WHAT THIS TASK INVOLVES: Scan the entries that follow and copy out every line containing "chars".

DATA SHOWN:

********

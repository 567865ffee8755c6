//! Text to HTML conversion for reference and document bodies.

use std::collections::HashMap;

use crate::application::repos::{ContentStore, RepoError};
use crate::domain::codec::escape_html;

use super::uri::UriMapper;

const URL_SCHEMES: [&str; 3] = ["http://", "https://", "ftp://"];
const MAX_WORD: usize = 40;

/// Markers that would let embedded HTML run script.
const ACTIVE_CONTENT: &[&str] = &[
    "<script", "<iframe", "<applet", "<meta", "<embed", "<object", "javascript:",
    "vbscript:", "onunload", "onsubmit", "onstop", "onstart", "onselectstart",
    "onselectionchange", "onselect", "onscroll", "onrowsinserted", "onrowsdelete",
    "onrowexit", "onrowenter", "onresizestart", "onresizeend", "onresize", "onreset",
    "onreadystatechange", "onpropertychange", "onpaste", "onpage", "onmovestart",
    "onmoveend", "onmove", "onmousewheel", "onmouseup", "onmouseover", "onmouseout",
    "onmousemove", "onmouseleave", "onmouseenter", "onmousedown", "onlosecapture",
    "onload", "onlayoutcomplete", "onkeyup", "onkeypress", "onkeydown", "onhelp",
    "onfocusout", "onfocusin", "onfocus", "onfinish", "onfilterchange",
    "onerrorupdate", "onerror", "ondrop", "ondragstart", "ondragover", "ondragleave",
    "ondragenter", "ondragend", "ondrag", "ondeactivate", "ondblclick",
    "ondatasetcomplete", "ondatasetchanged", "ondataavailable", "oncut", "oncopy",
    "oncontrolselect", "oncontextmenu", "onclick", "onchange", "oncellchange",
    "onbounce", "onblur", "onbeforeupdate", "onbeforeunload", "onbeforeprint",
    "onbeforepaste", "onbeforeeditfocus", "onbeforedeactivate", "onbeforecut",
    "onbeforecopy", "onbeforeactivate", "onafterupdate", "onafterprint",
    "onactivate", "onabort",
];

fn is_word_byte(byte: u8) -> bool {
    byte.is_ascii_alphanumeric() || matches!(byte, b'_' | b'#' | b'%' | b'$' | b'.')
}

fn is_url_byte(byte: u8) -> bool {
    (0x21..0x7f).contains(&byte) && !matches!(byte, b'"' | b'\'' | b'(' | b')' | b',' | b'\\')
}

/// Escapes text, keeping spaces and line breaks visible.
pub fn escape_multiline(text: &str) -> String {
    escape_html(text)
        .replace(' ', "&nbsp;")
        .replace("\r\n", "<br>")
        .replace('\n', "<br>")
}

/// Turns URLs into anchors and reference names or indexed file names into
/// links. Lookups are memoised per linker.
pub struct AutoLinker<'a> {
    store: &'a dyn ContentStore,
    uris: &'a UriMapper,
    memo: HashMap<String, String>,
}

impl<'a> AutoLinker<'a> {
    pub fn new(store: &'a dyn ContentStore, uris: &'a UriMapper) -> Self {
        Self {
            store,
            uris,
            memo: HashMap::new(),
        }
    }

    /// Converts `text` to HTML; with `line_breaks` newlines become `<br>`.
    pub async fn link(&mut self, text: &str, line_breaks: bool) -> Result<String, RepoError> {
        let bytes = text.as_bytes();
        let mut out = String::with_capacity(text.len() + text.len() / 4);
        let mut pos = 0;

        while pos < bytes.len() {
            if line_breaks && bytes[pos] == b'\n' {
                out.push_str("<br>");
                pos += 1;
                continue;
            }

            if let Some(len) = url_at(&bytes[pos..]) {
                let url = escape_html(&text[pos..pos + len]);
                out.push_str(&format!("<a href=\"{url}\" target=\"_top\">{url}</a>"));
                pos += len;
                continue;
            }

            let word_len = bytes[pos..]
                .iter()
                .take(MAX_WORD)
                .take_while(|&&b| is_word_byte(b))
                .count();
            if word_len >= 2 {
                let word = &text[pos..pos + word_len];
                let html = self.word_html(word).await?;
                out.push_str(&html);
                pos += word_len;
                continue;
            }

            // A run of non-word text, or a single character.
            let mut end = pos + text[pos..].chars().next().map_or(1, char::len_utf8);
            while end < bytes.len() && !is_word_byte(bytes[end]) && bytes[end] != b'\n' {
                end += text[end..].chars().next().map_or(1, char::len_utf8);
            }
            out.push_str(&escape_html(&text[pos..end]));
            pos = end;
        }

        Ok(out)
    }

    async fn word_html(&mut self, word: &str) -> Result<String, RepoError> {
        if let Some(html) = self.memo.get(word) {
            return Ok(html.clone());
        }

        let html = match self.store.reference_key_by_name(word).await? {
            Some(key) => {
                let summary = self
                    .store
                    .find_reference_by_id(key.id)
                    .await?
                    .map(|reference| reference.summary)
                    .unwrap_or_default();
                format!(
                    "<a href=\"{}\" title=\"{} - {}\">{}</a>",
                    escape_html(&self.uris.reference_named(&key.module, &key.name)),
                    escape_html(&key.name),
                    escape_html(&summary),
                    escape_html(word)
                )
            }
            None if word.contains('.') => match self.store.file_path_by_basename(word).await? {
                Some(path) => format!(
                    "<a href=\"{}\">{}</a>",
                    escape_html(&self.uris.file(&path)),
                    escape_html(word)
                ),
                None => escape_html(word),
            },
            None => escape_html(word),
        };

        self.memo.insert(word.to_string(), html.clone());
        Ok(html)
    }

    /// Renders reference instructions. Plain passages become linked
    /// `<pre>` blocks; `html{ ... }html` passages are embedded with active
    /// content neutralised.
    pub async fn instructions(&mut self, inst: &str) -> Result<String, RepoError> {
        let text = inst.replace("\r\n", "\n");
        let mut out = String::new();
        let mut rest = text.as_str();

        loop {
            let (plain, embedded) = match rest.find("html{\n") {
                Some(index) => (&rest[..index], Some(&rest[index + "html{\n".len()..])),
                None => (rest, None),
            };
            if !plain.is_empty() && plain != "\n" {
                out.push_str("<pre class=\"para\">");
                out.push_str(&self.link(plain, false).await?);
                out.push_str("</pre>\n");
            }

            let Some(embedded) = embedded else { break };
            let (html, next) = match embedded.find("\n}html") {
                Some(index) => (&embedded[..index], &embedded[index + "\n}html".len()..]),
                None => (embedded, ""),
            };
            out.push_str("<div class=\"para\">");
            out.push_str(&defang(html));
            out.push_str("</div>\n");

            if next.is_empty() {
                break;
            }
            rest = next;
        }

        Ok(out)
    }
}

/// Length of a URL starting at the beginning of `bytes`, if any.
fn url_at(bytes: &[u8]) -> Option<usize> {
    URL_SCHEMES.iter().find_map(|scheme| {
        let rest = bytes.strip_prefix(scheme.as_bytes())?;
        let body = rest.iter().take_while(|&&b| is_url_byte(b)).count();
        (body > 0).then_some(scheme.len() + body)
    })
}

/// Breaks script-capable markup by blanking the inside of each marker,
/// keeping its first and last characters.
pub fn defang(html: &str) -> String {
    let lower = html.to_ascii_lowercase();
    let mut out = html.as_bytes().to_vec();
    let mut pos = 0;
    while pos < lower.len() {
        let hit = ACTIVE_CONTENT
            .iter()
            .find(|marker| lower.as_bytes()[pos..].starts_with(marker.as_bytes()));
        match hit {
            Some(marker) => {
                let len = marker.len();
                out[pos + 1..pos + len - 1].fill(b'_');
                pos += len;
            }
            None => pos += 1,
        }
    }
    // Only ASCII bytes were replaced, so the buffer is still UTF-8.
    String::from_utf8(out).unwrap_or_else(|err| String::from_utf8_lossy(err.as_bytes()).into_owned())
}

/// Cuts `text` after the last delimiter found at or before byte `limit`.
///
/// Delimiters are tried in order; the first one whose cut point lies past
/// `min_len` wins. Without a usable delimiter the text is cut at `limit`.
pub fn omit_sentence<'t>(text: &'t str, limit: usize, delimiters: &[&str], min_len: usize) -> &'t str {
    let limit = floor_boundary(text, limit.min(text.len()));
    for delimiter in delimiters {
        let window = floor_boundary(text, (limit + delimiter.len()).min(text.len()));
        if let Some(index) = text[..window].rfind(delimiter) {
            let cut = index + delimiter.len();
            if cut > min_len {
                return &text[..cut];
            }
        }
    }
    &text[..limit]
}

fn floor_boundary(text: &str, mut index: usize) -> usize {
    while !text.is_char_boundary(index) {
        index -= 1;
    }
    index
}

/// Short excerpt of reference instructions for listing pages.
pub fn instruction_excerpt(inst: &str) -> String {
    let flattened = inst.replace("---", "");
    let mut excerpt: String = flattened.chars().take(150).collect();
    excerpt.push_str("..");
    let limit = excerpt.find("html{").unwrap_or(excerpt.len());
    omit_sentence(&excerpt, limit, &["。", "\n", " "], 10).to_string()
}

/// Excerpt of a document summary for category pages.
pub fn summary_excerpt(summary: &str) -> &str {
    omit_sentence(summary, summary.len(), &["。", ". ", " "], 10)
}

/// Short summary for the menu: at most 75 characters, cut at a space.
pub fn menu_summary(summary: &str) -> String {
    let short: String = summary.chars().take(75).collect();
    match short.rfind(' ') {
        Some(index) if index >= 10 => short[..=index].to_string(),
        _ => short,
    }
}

********

REPLY:
            let mut end = pos + text[pos..].chars().next().map_or(1, char::len_utf8);
                end += text[end..].chars().next().map_or(1, char::len_utf8);
    let mut excerpt: String = flattened.chars().take(150).collect();
    let short: String = summary.chars().take(75).collect();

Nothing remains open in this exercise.